**Assignment**
Among the entries, find the lines with the string "released" and copy them.

**Task material**
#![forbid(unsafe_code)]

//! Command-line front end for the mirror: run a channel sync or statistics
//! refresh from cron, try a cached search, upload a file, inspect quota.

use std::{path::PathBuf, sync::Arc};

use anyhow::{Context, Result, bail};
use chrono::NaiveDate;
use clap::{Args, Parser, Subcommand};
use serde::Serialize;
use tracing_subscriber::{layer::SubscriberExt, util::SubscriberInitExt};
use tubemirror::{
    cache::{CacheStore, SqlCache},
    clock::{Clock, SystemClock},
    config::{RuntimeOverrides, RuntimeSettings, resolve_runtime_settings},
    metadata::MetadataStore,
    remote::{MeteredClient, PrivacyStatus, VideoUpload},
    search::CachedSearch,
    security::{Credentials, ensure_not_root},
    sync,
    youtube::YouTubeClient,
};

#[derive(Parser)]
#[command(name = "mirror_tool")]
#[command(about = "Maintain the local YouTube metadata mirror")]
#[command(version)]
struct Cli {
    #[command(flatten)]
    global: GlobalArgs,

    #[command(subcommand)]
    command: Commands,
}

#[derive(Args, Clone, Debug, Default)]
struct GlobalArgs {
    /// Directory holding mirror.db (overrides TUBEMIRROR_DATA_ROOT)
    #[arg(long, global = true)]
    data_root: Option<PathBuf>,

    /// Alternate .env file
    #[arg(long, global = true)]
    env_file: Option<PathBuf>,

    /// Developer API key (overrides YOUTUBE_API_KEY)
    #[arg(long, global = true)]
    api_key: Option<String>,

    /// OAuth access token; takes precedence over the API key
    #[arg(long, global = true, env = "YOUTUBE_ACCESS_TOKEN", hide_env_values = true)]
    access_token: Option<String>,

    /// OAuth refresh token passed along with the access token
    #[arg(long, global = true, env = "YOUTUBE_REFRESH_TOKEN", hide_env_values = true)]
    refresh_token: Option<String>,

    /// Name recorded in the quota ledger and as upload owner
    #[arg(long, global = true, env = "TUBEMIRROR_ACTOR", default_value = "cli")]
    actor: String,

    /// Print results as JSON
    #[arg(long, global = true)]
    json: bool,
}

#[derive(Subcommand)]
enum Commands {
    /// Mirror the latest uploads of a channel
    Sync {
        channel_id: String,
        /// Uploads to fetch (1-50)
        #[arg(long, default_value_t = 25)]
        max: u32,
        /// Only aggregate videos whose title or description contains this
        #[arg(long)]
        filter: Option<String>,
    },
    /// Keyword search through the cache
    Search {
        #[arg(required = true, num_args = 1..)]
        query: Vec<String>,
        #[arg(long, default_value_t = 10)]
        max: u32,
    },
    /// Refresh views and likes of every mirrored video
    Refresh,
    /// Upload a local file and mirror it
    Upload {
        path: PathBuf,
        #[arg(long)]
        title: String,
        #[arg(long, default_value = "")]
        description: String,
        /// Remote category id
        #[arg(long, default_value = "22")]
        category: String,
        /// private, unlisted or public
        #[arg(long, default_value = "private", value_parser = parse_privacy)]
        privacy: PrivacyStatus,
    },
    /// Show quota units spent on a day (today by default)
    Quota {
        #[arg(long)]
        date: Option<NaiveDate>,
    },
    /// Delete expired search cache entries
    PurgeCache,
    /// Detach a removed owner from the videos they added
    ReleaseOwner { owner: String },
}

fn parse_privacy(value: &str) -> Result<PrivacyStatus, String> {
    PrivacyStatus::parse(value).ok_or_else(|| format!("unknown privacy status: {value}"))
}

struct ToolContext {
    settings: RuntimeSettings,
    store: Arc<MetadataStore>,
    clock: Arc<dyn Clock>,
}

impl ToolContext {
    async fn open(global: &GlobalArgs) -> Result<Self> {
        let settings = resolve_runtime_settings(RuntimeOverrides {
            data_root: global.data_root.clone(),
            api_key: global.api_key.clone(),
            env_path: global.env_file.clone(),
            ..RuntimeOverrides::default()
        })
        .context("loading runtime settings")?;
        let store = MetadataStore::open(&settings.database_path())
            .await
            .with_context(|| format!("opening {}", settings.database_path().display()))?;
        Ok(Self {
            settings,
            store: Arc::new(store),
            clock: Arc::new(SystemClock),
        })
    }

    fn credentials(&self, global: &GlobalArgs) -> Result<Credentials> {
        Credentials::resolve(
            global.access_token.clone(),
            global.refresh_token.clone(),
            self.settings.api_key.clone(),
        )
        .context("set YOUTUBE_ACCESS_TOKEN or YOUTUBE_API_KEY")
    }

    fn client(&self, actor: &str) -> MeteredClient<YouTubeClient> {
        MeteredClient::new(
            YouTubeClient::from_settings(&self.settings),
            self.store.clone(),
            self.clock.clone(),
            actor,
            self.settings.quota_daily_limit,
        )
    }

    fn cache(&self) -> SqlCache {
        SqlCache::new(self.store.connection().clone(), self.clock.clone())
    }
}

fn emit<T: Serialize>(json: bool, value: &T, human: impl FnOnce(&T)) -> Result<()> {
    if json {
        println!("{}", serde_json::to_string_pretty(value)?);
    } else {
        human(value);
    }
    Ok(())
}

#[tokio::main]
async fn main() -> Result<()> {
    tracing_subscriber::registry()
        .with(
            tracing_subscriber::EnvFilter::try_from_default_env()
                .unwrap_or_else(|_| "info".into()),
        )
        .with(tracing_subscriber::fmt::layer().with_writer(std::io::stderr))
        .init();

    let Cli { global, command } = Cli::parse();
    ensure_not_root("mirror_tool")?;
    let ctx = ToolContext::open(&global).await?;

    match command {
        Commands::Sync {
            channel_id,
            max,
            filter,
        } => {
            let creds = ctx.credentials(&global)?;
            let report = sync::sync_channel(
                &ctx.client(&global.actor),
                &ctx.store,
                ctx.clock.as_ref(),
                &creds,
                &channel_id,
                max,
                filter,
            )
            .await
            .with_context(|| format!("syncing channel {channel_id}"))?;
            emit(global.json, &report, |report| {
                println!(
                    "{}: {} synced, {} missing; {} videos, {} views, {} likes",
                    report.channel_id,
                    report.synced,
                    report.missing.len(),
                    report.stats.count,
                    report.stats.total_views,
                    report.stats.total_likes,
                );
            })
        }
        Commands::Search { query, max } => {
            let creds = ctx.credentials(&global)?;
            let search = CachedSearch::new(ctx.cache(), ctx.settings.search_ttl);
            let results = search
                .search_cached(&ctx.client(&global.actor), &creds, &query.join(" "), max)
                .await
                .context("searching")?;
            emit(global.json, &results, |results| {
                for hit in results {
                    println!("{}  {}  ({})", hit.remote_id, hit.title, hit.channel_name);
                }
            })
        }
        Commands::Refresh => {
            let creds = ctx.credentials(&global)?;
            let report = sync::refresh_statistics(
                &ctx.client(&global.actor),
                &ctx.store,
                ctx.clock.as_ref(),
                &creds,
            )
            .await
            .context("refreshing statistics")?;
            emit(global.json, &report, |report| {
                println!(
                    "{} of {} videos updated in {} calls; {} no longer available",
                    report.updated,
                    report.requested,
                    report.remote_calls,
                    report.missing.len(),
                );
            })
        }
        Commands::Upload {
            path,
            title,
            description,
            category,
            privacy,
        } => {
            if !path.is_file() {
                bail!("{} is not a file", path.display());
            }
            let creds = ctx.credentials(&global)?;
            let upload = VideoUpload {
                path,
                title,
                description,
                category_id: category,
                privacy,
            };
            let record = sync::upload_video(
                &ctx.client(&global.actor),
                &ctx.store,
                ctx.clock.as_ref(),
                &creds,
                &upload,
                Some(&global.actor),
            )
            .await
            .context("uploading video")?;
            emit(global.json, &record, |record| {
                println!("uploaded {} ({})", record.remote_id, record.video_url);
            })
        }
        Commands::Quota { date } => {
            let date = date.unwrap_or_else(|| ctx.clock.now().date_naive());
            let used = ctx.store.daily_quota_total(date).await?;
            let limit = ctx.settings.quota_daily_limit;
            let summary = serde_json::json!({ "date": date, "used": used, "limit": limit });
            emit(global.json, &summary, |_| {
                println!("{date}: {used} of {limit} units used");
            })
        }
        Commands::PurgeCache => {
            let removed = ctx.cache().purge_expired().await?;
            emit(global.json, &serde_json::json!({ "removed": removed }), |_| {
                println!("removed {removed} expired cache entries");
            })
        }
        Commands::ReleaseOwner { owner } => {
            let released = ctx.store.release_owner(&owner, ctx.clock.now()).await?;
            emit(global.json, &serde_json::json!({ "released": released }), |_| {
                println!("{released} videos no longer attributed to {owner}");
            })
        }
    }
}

**Response for this exercise**
            let released = ctx.store.release_owner(&owner, ctx.clock.now()).await?;
            emit(global.json, &serde_json::json!({ "released": released }), |_| {
                println!("{released} videos no longer attributed to {owner}");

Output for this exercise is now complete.